*** THE DATA ***

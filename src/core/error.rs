//! Error types and wire status mapping.
//!
//! Two layers of failure exist. [`MockError`] covers conditions that end a
//! connection or fail a control request (framing violations, I/O, unknown
//! buckets).
//! [`ErrorCode`] is the closed set of wire statuses returned to clients in a
//! normal response; the store, sub-document engine and dispatch layer all
//! speak it directly.

use thiserror::Error;

/// Fatal or out-of-band error conditions.
#[derive(Debug, Error)]
pub enum MockError {
    /// Client violated binary framing. The connection is closed.
    #[error("protocol error: {message}")]
    Protocol { message: String },

    /// Socket level failure.
    #[error("io error: {message}")]
    Io { message: String },

    /// Malformed or unknown control channel request.
    #[error("control error: {message}")]
    Control { message: String },

    /// Store was asked for something it cannot provide (unknown bucket, node index).
    #[error("storage error: {message}")]
    Storage { message: String },

    /// Internal error.
    #[error("internal error: {message}")]
    Internal { message: String },
}

impl MockError {
    /// Create a Protocol error.
    pub fn protocol(message: impl Into<String>) -> Self {
        Self::Protocol {
            message: message.into(),
        }
    }

    /// Create a Control error.
    pub fn control(message: impl Into<String>) -> Self {
        Self::Control {
            message: message.into(),
        }
    }

    /// Create a Storage error.
    pub fn storage(message: impl Into<String>) -> Self {
        Self::Storage {
            message: message.into(),
        }
    }

    /// Check if this error must terminate the client connection.
    pub fn is_fatal_to_connection(&self) -> bool {
        matches!(self, Self::Protocol { .. } | Self::Io { .. })
    }
}

impl From<std::io::Error> for MockError {
    fn from(err: std::io::Error) -> Self {
        Self::Io {
            message: err.to_string(),
        }
    }
}

/// Result type using MockError.
pub type MockResult<T> = Result<T, MockError>;

// ============================================================================
// Wire status codes
// ============================================================================

/// Binary protocol status codes.
#[derive(Debug, Clone, Copy, PartialEq, Eq, Hash)]
#[repr(u16)]
pub enum ErrorCode {
    Success = 0x0000,
    KeyEnoent = 0x0001,
    KeyEexists = 0x0002,
    E2big = 0x0003,
    Einval = 0x0004,
    NotStored = 0x0005,
    DeltaBadval = 0x0006,
    NotMyVbucket = 0x0007,
    AuthError = 0x0020,
    AuthContinue = 0x0021,
    UnknownCommand = 0x0081,
    Enomem = 0x0082,
    NotSupported = 0x0083,
    Einternal = 0x0084,
    Ebusy = 0x0085,
    Etmpfail = 0x0086,

    SubdocPathEnoent = 0x00c0,
    SubdocPathMismatch = 0x00c1,
    SubdocPathEinval = 0x00c2,
    SubdocPathE2big = 0x00c3,
    SubdocDocE2deep = 0x00c4,
    SubdocValueCantinsert = 0x00c5,
    SubdocDocNotJson = 0x00c6,
    SubdocNumErange = 0x00c7,
    SubdocDeltaErange = 0x00c8,
    SubdocPathEexists = 0x00c9,
    SubdocValueEtoodeep = 0x00ca,
    SubdocInvalidCombo = 0x00cb,
    SubdocMultiPathFailure = 0x00cc,

    /// Retried by clients with a constant backoff.
    DummyRetryConstant = 0x7ff0,
    /// Retried by clients with a linear backoff.
    DummyRetryLinear = 0x7ff1,
    /// Retried by clients with an exponential backoff.
    DummyRetryExponential = 0x7ff2,
}

impl ErrorCode {
    const ALL: [ErrorCode; 32] = [
        Self::Success,
        Self::KeyEnoent,
        Self::KeyEexists,
        Self::E2big,
        Self::Einval,
        Self::NotStored,
        Self::DeltaBadval,
        Self::NotMyVbucket,
        Self::AuthError,
        Self::AuthContinue,
        Self::UnknownCommand,
        Self::Enomem,
        Self::NotSupported,
        Self::Einternal,
        Self::Ebusy,
        Self::Etmpfail,
        Self::SubdocPathEnoent,
        Self::SubdocPathMismatch,
        Self::SubdocPathEinval,
        Self::SubdocPathE2big,
        Self::SubdocDocE2deep,
        Self::SubdocValueCantinsert,
        Self::SubdocDocNotJson,
        Self::SubdocNumErange,
        Self::SubdocDeltaErange,
        Self::SubdocPathEexists,
        Self::SubdocValueEtoodeep,
        Self::SubdocInvalidCombo,
        Self::SubdocMultiPathFailure,
        Self::DummyRetryConstant,
        Self::DummyRetryLinear,
        Self::DummyRetryExponential,
    ];

    /// Numeric wire value.
    pub const fn code(self) -> u16 {
        self as u16
    }

    pub fn is_success(self) -> bool {
        self == Self::Success
    }

    /// Upper-case name as it appears in the error map.
    pub fn name(self) -> &'static str {
        match self {
            Self::Success => "SUCCESS",
            Self::KeyEnoent => "KEY_ENOENT",
            Self::KeyEexists => "KEY_EEXISTS",
            Self::E2big => "E2BIG",
            Self::Einval => "EINVAL",
            Self::NotStored => "NOT_STORED",
            Self::DeltaBadval => "DELTA_BADVAL",
            Self::NotMyVbucket => "NOT_MY_VBUCKET",
            Self::AuthError => "AUTH_ERROR",
            Self::AuthContinue => "AUTH_CONTINUE",
            Self::UnknownCommand => "UNKNOWN_COMMAND",
            Self::Enomem => "ENOMEM",
            Self::NotSupported => "NOT_SUPPORTED",
            Self::Einternal => "EINTERNAL",
            Self::Ebusy => "EBUSY",
            Self::Etmpfail => "ETMPFAIL",
            Self::SubdocPathEnoent => "SUBDOC_PATH_ENOENT",
            Self::SubdocPathMismatch => "SUBDOC_PATH_MISMATCH",
            Self::SubdocPathEinval => "SUBDOC_PATH_EINVAL",
            Self::SubdocPathE2big => "SUBDOC_PATH_E2BIG",
            Self::SubdocDocE2deep => "SUBDOC_DOC_E2DEEP",
            Self::SubdocValueCantinsert => "SUBDOC_VALUE_CANTINSERT",
            Self::SubdocDocNotJson => "SUBDOC_DOC_NOTJSON",
            Self::SubdocNumErange => "SUBDOC_NUM_ERANGE",
            Self::SubdocDeltaErange => "SUBDOC_DELTA_ERANGE",
            Self::SubdocPathEexists => "SUBDOC_PATH_EEXISTS",
            Self::SubdocValueEtoodeep => "SUBDOC_VALUE_ETOODEEP",
            Self::SubdocInvalidCombo => "SUBDOC_INVALID_COMBO",
            Self::SubdocMultiPathFailure => "SUBDOC_MULTI_PATH_FAILURE",
            Self::DummyRetryConstant => "DUMMY_RETRY_CONSTANT",
            Self::DummyRetryLinear => "DUMMY_RETRY_LINEAR",
            Self::DummyRetryExponential => "DUMMY_RETRY_EXPONENTIAL",
        }
    }
}

impl std::fmt::Display for ErrorCode {
    fn fmt(&self, f: &mut std::fmt::Formatter<'_>) -> std::fmt::Result {
        write!(f, "{} (0x{:04x})", self.name(), self.code())
    }
}

impl From<ErrorCode> for u16 {
    fn from(code: ErrorCode) -> Self {
        code as u16
    }
}

impl TryFrom<u16> for ErrorCode {
    type Error = MockError;

    fn try_from(value: u16) -> Result<Self, Self::Error> {
        Self::ALL
            .iter()
            .copied()
            .find(|c| c.code() == value)
            .ok_or_else(|| MockError::control(format!("unknown status code 0x{:04x}", value)))
    }
}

*** End of THE DATA ***

**TASK TO CARRY OUT:**
A word-for-word restatement of the records above from the line containing "code as u16" to their final line is all the answer should hold.

**RESPONSE TO THIS EXERCISE:**
        code as u16
    }
}

impl TryFrom<u16> for ErrorCode {
    type Error = MockError;

    fn try_from(value: u16) -> Result<Self, Self::Error> {
        Self::ALL
            .iter()
            .copied()
            .find(|c| c.code() == value)
            .ok_or_else(|| MockError::control(format!("unknown status code 0x{:04x}", value)))
    }
}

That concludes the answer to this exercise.